#### TASK TO COMPLETE:
Take the data that sits below and write it out again exactly.

#### Stored data:
-*-
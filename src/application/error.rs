use crate::domain::models::BlockId;
use crate::infrastructure::error::InfraError;
use thiserror::Error;

#[derive(Debug, Error)]
pub enum StoreError {
    #[error(transparent)]
    Gateway(#[from] InfraError),
    #[error("no active study plan is loaded")]
    NoActivePlan,
    #[error("study block {0} is not part of the active plan")]
    UnknownBlock(BlockId),
    #[error("study block {0} already has an update in flight")]
    BlockBusy(BlockId),
    #[error("a plan generation is already in progress")]
    GenerationInProgress,
    #[error("no subject is selected")]
    NoSubject,
    #[error("invalid topic: {0}")]
    InvalidTopic(String),
    #[error("result discarded: the store moved on while the request was in flight")]
    Discarded,
    #[error("block patch has no fields to update")]
    EmptyPatch,
    #[error("store state error: {0}")]
    State(String),
}

impl StoreError {
    /// Whether the failure is surfaced as the plan-level error message.
    /// Rejections that happen before any state change are not.
    pub fn is_reportable(&self) -> bool {
        !matches!(
            self,
            Self::BlockBusy(_) | Self::GenerationInProgress | Self::Discarded | Self::EmptyPatch
        )
    }
}
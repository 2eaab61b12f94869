use crate::infrastructure::config::{ensure_default_configs, load_client_config, ClientConfig};
use crate::infrastructure::error::InfraError;
use std::fs;
use std::path::{Path, PathBuf};

#[derive(Debug)]
pub struct BootstrapResult {
    pub workspace_root: PathBuf,
    pub config_dir: PathBuf,
    pub config: ClientConfig,
}

pub fn bootstrap_workspace(workspace_root: &Path) -> Result<BootstrapResult, InfraError> {
    let config_dir = workspace_root.join("config");
    fs::create_dir_all(&config_dir)?;

    ensure_default_configs(&config_dir)?;
    let config = load_client_config(&config_dir)?;

    Ok(BootstrapResult {
        workspace_root: workspace_root.to_path_buf(),
        config_dir,
        config,
    })
}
-*-
#### SOLUTION BELOW:
filename src/application/error.rs
use crate::domain::models::BlockId;
use crate::infrastructure::error::InfraError;
use thiserror::Error;

#[derive(Debug, Error)]
pub enum StoreError {
    #[error(transparent)]
    Gateway(#[from] InfraError),
    #[error("no active study plan is loaded")]
    NoActivePlan,
    #[error("study block {0} is not part of the active plan")]
    UnknownBlock(BlockId),
    #[error("study block {0} already has an update in flight")]
    BlockBusy(BlockId),
    #[error("a plan generation is already in progress")]
    GenerationInProgress,
    #[error("no subject is selected")]
    NoSubject,
    #[error("invalid topic: {0}")]
    InvalidTopic(String),
    #[error("result discarded: the store moved on while the request was in flight")]
    Discarded,
    #[error("block patch has no fields to update")]
    EmptyPatch,
    #[error("store state error: {0}")]
    State(String),
}

impl StoreError {
    /// Whether the failure is surfaced as the plan-level error message.
    /// Rejections that happen before any state change are not.
    pub fn is_reportable(&self) -> bool {
        !matches!(
            self,
            Self::BlockBusy(_) | Self::GenerationInProgress | Self::Discarded | Self::EmptyPatch
        )
    }
}
repository 2eaab61b12f94869
use crate::infrastructure::config::{ensure_default_configs, load_client_config, ClientConfig};
use crate::infrastructure::error::InfraError;
use std::fs;
use std::path::{Path, PathBuf};

#[derive(Debug)]
pub struct BootstrapResult {
    pub workspace_root: PathBuf,
    pub config_dir: PathBuf,
    pub config: ClientConfig,
}

pub fn bootstrap_workspace(workspace_root: &Path) -> Result<BootstrapResult, InfraError> {
    let config_dir = workspace_root.join("config");
    fs::create_dir_all(&config_dir)?;

    ensure_default_configs(&config_dir)?;
    let config = load_client_config(&config_dir)?;

    Ok(BootstrapResult {
        workspace_root: workspace_root.to_path_buf(),
        config_dir,
        config,
    })
}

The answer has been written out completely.